▶ _ASSIGNMENT_:
In the data below, one line contains "Name of a state" and a later one contains "let json = serde_json::to_string(&event).unwrap();". Print both, with every line between them, exactly and alone.

▶ _Stored dataset items_:
━━━━━━━━━━━━━━━━━━━━
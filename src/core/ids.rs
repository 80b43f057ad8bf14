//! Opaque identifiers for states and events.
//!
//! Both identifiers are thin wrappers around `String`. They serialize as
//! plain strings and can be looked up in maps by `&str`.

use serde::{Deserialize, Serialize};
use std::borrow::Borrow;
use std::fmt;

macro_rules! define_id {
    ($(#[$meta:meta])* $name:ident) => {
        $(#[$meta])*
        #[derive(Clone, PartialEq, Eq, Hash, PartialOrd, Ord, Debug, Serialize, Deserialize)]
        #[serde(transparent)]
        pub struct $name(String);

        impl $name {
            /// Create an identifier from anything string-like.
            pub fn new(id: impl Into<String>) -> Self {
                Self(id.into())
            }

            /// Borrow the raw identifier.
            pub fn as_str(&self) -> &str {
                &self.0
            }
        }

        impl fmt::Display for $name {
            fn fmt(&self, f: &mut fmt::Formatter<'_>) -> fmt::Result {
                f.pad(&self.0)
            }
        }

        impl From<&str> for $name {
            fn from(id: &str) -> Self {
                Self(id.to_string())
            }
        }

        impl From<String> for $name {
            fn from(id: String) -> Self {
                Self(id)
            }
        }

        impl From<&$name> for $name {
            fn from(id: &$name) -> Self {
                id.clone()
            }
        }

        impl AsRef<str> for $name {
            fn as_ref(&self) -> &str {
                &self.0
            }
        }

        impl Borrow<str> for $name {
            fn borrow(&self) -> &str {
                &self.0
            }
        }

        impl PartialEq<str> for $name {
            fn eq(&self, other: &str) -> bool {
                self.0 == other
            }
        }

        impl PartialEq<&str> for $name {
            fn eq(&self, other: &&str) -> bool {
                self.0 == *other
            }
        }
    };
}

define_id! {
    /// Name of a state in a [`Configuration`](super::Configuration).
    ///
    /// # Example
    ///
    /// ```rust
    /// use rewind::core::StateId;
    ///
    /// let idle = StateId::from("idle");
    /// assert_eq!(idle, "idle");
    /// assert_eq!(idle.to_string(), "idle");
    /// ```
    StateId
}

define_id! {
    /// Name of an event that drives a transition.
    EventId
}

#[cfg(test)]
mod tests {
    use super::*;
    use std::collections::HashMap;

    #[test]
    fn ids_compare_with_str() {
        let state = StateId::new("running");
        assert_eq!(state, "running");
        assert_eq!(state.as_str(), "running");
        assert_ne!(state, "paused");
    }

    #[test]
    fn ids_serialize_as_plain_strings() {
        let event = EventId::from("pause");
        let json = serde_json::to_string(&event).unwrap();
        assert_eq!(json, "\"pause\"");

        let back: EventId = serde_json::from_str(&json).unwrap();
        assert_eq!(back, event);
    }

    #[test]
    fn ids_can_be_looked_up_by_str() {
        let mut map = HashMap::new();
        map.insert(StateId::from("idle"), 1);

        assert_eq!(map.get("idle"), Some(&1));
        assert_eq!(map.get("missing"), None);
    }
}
━━━━━━━━━━━━━━━━━━━━
▶ _RESPONSE BELOW_:
    /// Name of a state in a [`Configuration`](super::Configuration).
    ///
    /// # Example
    ///
    /// ```rust
    /// use rewind::core::StateId;
    ///
    /// let idle = StateId::from("idle");
    /// assert_eq!(idle, "idle");
    /// assert_eq!(idle.to_string(), "idle");
    /// ```
    StateId
}

define_id! {
    /// Name of an event that drives a transition.
    EventId
}

#[cfg(test)]
mod tests {
    use super::*;
    use std::collections::HashMap;

    #[test]
    fn ids_compare_with_str() {
        let state = StateId::new("running");
        assert_eq!(state, "running");
        assert_eq!(state.as_str(), "running");
        assert_ne!(state, "paused");
    }

    #[test]
    fn ids_serialize_as_plain_strings() {
        let event = EventId::from("pause");
        let json = serde_json::to_string(&event).unwrap();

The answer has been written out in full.